Pizza and dessert in one – what could you wish more for? There has been this huge chocolate pizza hype so we decided to make one our way. If you are vegan you can use silken tofu which you put in the food processor with some lemon juice, zest, thyme and sweetener of choice. Defiantly equally as good!

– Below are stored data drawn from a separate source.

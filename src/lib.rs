#![deny(clippy::unwrap_used)]
#![deny(clippy::expect_used)]
#![deny(clippy::panic)]

//! # converge
//!
//! Declarative resource reconciliation for cluster controllers.
//!
//! This library re-exports the converge workspace crates for convenience.

use tracing_subscriber::{EnvFilter, layer::SubscriberExt, util::SubscriberInitExt};

// Re-export all crates
pub use converge_core;
pub use converge_reconciler;

pub use converge_core::{
    DesiredResource, ExistingResource, Management, Resource, ResourceKey, Value,
};
pub use converge_reconciler::{
    ClusterClient, EqualityRegistry, Outcome, PassCancellation, PassSummary, ReconcileSink,
    Reconciler, ReconcilerConfig, ResourceCollection,
};

/// Install a global `fmt` subscriber filtered by `RUST_LOG`, falling back to
/// `default_directive` (for example `"info,converge_reconciler=debug"`).
///
/// Returns `false` if a global subscriber was already installed.
pub fn init_tracing(default_directive: &str) -> bool {
    tracing_subscriber::registry()
        .with(EnvFilter::try_from_default_env().unwrap_or_else(|_| EnvFilter::new(default_directive)))
        .with(tracing_subscriber::fmt::layer())
        .try_init()
        .is_ok()
}
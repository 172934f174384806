use std::sync::Arc;

use log::{debug, warn};

use super::schema::{MetricGroup, MetricSchema};
use super::types::{AnalysisWarning, GroupResult, MetricSet, RawMetricRow, RawBatch, Snapshot};

/// Result of normalizing one batch.
#[derive(Clone, Debug)]
pub struct Analysis {
    pub snapshot: Snapshot,
    pub warnings: Vec<AnalysisWarning>,
}

/// Pure mapping from raw batches to typed snapshots.
///
/// Holds only the schema; no state is carried from one call to the next.
#[derive(Clone, Debug)]
pub struct DataAnalyzer {
    schema: Arc<MetricSchema>,
}

impl DataAnalyzer {
    pub fn new(schema: Arc<MetricSchema>) -> Self {
        DataAnalyzer { schema }
    }

    pub fn schema(&self) -> &MetricSchema {
        &self.schema
    }

    /// Normalize a batch. The snapshot carries the batch's collection
    /// timestamp, never the time of analysis.
    pub fn analyze(&self, batch: &RawBatch) -> Analysis {
        let mut metric_set = MetricSet::new();
        let mut warnings = Vec::new();

        for result in &batch.groups {
            let Some(group) = self.schema.group(&result.group) else {
                warnings.push(AnalysisWarning::UnknownGroup {
                    group: result.group.clone(),
                });
                continue;
            };
            analyze_group(group, result, &mut metric_set, &mut warnings);
        }

        for warning in &warnings {
            warn!("analysis warning ({}): {}", batch.source_query, warning);
        }
        debug!(
            "analyzed batch {} @ {}: {} metrics, {} warnings",
            batch.source_query,
            batch.collected_at,
            metric_set.len(),
            warnings.len()
        );

        Analysis {
            snapshot: Snapshot::new(batch.collected_at, &batch.source_query, metric_set),
            warnings,
        }
    }
}

fn analyze_group(
    group: &MetricGroup,
    result: &GroupResult,
    out: &mut MetricSet,
    warnings: &mut Vec<AnalysisWarning>,
) {
    if result.rows.is_empty() {
        warnings.push(AnalysisWarning::EmptyGroup {
            group: group.name.clone(),
        });
        return;
    }

    // Required columns are checked across every row before anything is
    // emitted so that a group is either present or absent as a whole.
    for row in &result.rows {
        if let Some(column) = group.required_columns().find(|c| !row.contains_key(*c)) {
            warnings.push(AnalysisWarning::MissingColumn {
                group: group.name.clone(),
                column: column.to_string(),
            });
            return;
        }
    }

    match group.key_column.as_deref() {
        None => {
            if result.rows.len() > 1 {
                debug!(
                    "group {} returned {} rows, reading the first",
                    group.name,
                    result.rows.len()
                );
            }
            read_row(group, &result.rows[0], None, out, warnings);
        }
        Some(key_column) => {
            for (index, row) in result.rows.iter().enumerate() {
                match row.get(key_column).and_then(|v| v.as_key()) {
                    Some(key) => read_row(group, row, Some(&key), out, warnings),
                    None => warnings.push(AnalysisWarning::MissingKey {
                        group: group.name.clone(),
                        row: index,
                    }),
                }
            }
        }
    }
}

fn read_row(
    group: &MetricGroup,
    row: &RawMetricRow,
    key: Option<&str>,
    out: &mut MetricSet,
    warnings: &mut Vec<AnalysisWarning>,
) {
    for spec in &group.metrics {
        // Optional columns that are absent are simply skipped.
        let Some(raw) = row.get(&spec.column) else {
            continue;
        };
        let name = match key {
            Some(key) => format!("{}.{}", key, spec.metric_name()),
            None => spec.metric_name().to_string(),
        };
        match spec.kind.coerce(raw) {
            Ok(value) => {
                out.insert(name, value);
            }
            Err(reason) => warnings.push(AnalysisWarning::Coercion {
                group: group.name.clone(),
                metric: name,
                found: raw.type_name().to_string(),
                reason,
            }),
        }
    }
}
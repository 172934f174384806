use std::io::{Read, Write};
use std::str::FromStr;

use flate2::read::ZlibDecoder;
use flate2::write::ZlibEncoder;
use flate2::Compression;

use super::StoreError;
use crate::metrics::MetricSet;

/// How a metric set is laid out in the `payload` column.
#[derive(Clone, Copy, Debug, PartialEq, Eq)]
pub enum PayloadEncoding {
    Json,
    ZlibJson,
}

impl PayloadEncoding {
    pub fn as_str(&self) -> &'static str {
        match self {
            PayloadEncoding::Json => "json",
            PayloadEncoding::ZlibJson => "zlib-json",
        }
    }
}

impl FromStr for PayloadEncoding {
    type Err = StoreError;

    fn from_str(s: &str) -> Result<Self, Self::Err> {
        match s {
            "json" => Ok(PayloadEncoding::Json),
            "zlib-json" => Ok(PayloadEncoding::ZlibJson),
            other => Err(StoreError::Corruption(format!(
                "unknown payload encoding '{}'",
                other
            ))),
        }
    }
}

pub(crate) fn encode(metrics: &MetricSet, encoding: PayloadEncoding) -> Result<Vec<u8>, StoreError> {
    let json = serde_json::to_vec(metrics).map_err(|e| StoreError::Encode(e.to_string()))?;
    match encoding {
        PayloadEncoding::Json => Ok(json),
        PayloadEncoding::ZlibJson => {
            let mut encoder = ZlibEncoder::new(Vec::new(), Compression::best());
            encoder.write_all(&json)?;
            Ok(encoder.finish()?)
        }
    }
}

pub(crate) fn decode(bytes: &[u8], encoding: PayloadEncoding) -> Result<MetricSet, StoreError> {
    let json = match encoding {
        PayloadEncoding::Json => bytes.to_vec(),
        PayloadEncoding::ZlibJson => {
            let mut out = Vec::new();
            ZlibDecoder::new(bytes)
                .read_to_end(&mut out)
                .map_err(|e| StoreError::Corruption(format!("payload inflate failed: {}", e)))?;
            out
        }
    };
    serde_json::from_slice(&json)
        .map_err(|e| StoreError::Corruption(format!("payload is not a metric set: {}", e)))
}
// src/config.rs

use std::path::{Path, PathBuf};
use std::str::FromStr;
use std::time::Duration;

use log::warn;
use serde::Serialize;
use thiserror::Error;

use crate::store::StoreOptions;
use crate::thresholds::ThresholdMode;

#[derive(Debug, Error)]
pub enum ConfigError {
    #[error("failed to read env file {path}: {source}")]
    EnvFile {
        path: PathBuf,
        source: dotenvy::Error,
    },
}

/// Settings built once at startup and handed by reference to each component.
#[derive(Debug, Clone, Serialize)]
pub struct AtlasConfig {
    // Storage
    pub database_path: PathBuf,          // Default: <data dir>/atlas/atlas_data.db
    pub compress_payloads: bool,         // Default: true
    pub page_size: usize,                // Default: 256 rows

    // Collection
    pub source_query: String,            // Default: "query_stats"
    pub collection_interval: Duration,   // Default: 60 seconds
    pub query_timeout: Duration,         // Default: 10 seconds
    pub degraded_after: u32,             // Default: 3 failed rounds

    // Fan-out
    pub subscriber_timeout: Duration,    // Default: 5000 ms
    pub gap_threshold_rounds: u32,       // Default: 3 intervals

    // Alerting
    pub thresholds_path: Option<PathBuf>,
    pub threshold_mode: ThresholdMode,   // Default: default

    pub mq: MqConfig,
}

/// External message bus settings. Routing names are deployment configuration.
#[derive(Debug, Clone, Serialize, PartialEq, Eq)]
pub struct MqConfig {
    pub enabled: bool,                   // Default: false
    pub exchange: String,                // Default: "atlas_performance"
    pub queue: String,                   // Default: "atlas_performance_queue"
    pub routing_key: String,             // Default: "atlas_performance_key"
}

impl Default for MqConfig {
    fn default() -> Self {
        MqConfig {
            enabled: false,
            exchange: "atlas_performance".to_string(),
            queue: "atlas_performance_queue".to_string(),
            routing_key: "atlas_performance_key".to_string(),
        }
    }
}

impl Default for AtlasConfig {
    fn default() -> Self {
        AtlasConfig {
            database_path: default_database_path(),
            compress_payloads: true,
            page_size: 256,
            source_query: "query_stats".to_string(),
            collection_interval: Duration::from_secs(60),
            query_timeout: Duration::from_secs(10),
            degraded_after: 3,
            subscriber_timeout: Duration::from_millis(5_000),
            gap_threshold_rounds: 3,
            thresholds_path: None,
            threshold_mode: ThresholdMode::Default,
            mq: MqConfig::default(),
        }
    }
}

fn default_database_path() -> PathBuf {
    let mut path = dirs::data_dir().unwrap_or_else(|| PathBuf::from("."));
    path.push("atlas");
    path.push("atlas_data.db");
    path
}

impl AtlasConfig {
    /// Defaults, then the env file (`.env` in the working directory when no
    /// path is given), then the process environment.
    pub fn load(env_file: Option<&Path>) -> Result<Self, ConfigError> {
        match env_file {
            Some(path) => {
                dotenvy::from_path(path).map_err(|source| ConfigError::EnvFile {
                    path: path.to_path_buf(),
                    source,
                })?;
            }
            None => {
                // A missing .env is the normal case.
                let _ = dotenvy::dotenv();
            }
        }
        Ok(Self::from_lookup(|key| std::env::var(key).ok()))
    }

    /// Build from an arbitrary key lookup. Unparseable values keep their
    /// default and are logged.
    pub fn from_lookup<F>(lookup: F) -> Self
    where
        F: Fn(&str) -> Option<String>,
    {
        let defaults = AtlasConfig::default();

        let interval_secs = parse_or(&lookup, "COLLECTION_LAPSE", defaults.collection_interval.as_secs());
        let interval_secs = if interval_secs == 0 {
            warn!("COLLECTION_LAPSE must be positive, using default");
            defaults.collection_interval.as_secs()
        } else {
            interval_secs
        };

        let mq_defaults = MqConfig::default();
        let mq = MqConfig {
            enabled: parse_flag(&lookup, "RABBITMQ", mq_defaults.enabled),
            exchange: lookup("RABBITMQ_EXCHANGE").unwrap_or(mq_defaults.exchange),
            queue: lookup("RABBITMQ_QUEUE").unwrap_or(mq_defaults.queue),
            routing_key: lookup("RABBITMQ_ROUTING_KEY").unwrap_or(mq_defaults.routing_key),
        };

        AtlasConfig {
            database_path: lookup("ATLAS_DB_PATH")
                .map(PathBuf::from)
                .unwrap_or(defaults.database_path),
            compress_payloads: parse_flag(&lookup, "ATLAS_COMPRESS", defaults.compress_payloads),
            page_size: parse_or(&lookup, "ATLAS_PAGE_SIZE", defaults.page_size).max(1),
            source_query: lookup("ATLAS_SOURCE")
                .filter(|s| !s.trim().is_empty())
                .unwrap_or(defaults.source_query),
            collection_interval: Duration::from_secs(interval_secs),
            query_timeout: Duration::from_secs(parse_or(
                &lookup,
                "ATLAS_QUERY_TIMEOUT_SECS",
                defaults.query_timeout.as_secs(),
            )),
            degraded_after: parse_or(&lookup, "ATLAS_DEGRADED_AFTER", defaults.degraded_after).max(1),
            subscriber_timeout: Duration::from_millis(parse_or(
                &lookup,
                "ATLAS_SUBSCRIBER_TIMEOUT_MS",
                defaults.subscriber_timeout.as_millis() as u64,
            )),
            gap_threshold_rounds: parse_or(&lookup, "ATLAS_GAP_ROUNDS", defaults.gap_threshold_rounds)
                .max(1),
            thresholds_path: lookup("ATLAS_THRESHOLDS").map(PathBuf::from),
            threshold_mode: parse_or(&lookup, "ATLAS_THRESHOLD_MODE", defaults.threshold_mode),
            mq,
        }
    }

    /// Largest tolerated distance between consecutive snapshots of a source.
    pub fn gap_threshold(&self) -> Duration {
        self.collection_interval * self.gap_threshold_rounds
    }

    pub fn store_options(&self) -> StoreOptions {
        StoreOptions {
            compress_payloads: self.compress_payloads,
            page_size: self.page_size,
        }
    }
}

fn parse_or<T, F>(lookup: &F, key: &str, default: T) -> T
where
    T: FromStr,
    F: Fn(&str) -> Option<String>,
{
    match lookup(key) {
        None => default,
        Some(raw) => match raw.trim().parse() {
            Ok(value) => value,
            Err(_) => {
                warn!("ignoring invalid {}='{}', using default", key, raw);
                default
            }
        },
    }
}

fn parse_flag<F>(lookup: &F, key: &str, default: bool) -> bool
where
    F: Fn(&str) -> Option<String>,
{
    match lookup(key) {
        None => default,
        Some(raw) => matches!(
            raw.trim().to_ascii_lowercase().as_str(),
            "true" | "1" | "yes" | "on"
        ),
    }
}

Sweet Pizza: Blackberry, Ricotta, and Chocolate [Vegan]






Cooking Time




For the Pizza Topping: 

  • 5.3-ounces mixed berries (frozen)
  • 5.3-ounces dark chocolate (in small cubes)
  • 7-ounces vegan ricotta
  • 2 branches thyme
  • 1/2 lemon (+zest)
  • 5.3-ounces almond flakes
  • 5-ounces plant-based milk

For the Pizza Dough:

  • 10.6-ounces spelt flour
  • 5.3-ounces vegan ricotta
  • 5 tablespoons olive oil
  • 1/2 tablespoon baking soda
  • Pinch of salt


  1. Start with putting the frozen fruits on a plate, each one single so they have a beautiful form and are no completely destroyed before putting them on the pizza.
  2. For the ricotta, (if you dont find vegan ricotta)Put tofu (250g, semi firm) and the plant based milk (2 tbsp) as well as the agave sirup (after taste) and a pinch of vanilla into a blender and blend just until you have a liquid texture.
  3. For the dough, start with mixing baking powder, flour, and salt. Add the Oil and the ricotta and knead until you have a soft and flexible dough. (If it is still too hard, add some more oil).
  4. Preheat the oven to 390°F
  5. Roll the dough into a thin dough and start baking it for 10 Minutes so it gets a bit crispy.
  6. Meanwhile start with mixing the ricotta, Thyme and Lemon zest with the milk until you have a smooth texture.
  7. Take out the Dough and add the ricotta creme to it. Then add the fruits, cut the chocolate and add it as well as the almonds and some sprinkles of thyme.
  8. Bake this for another 10 minutes until the dough is completely crispy.

Nutritional Information

Per Serving: Calories: 826 | Carbs: 66 g | Fat: 60 g | Protein: 16 g | Sodium: 249 mg | Sugar: 22 g Note: The information shown is based on available ingredients and preparation. It should not be considered a substitute for a professional nutritionist’s advice.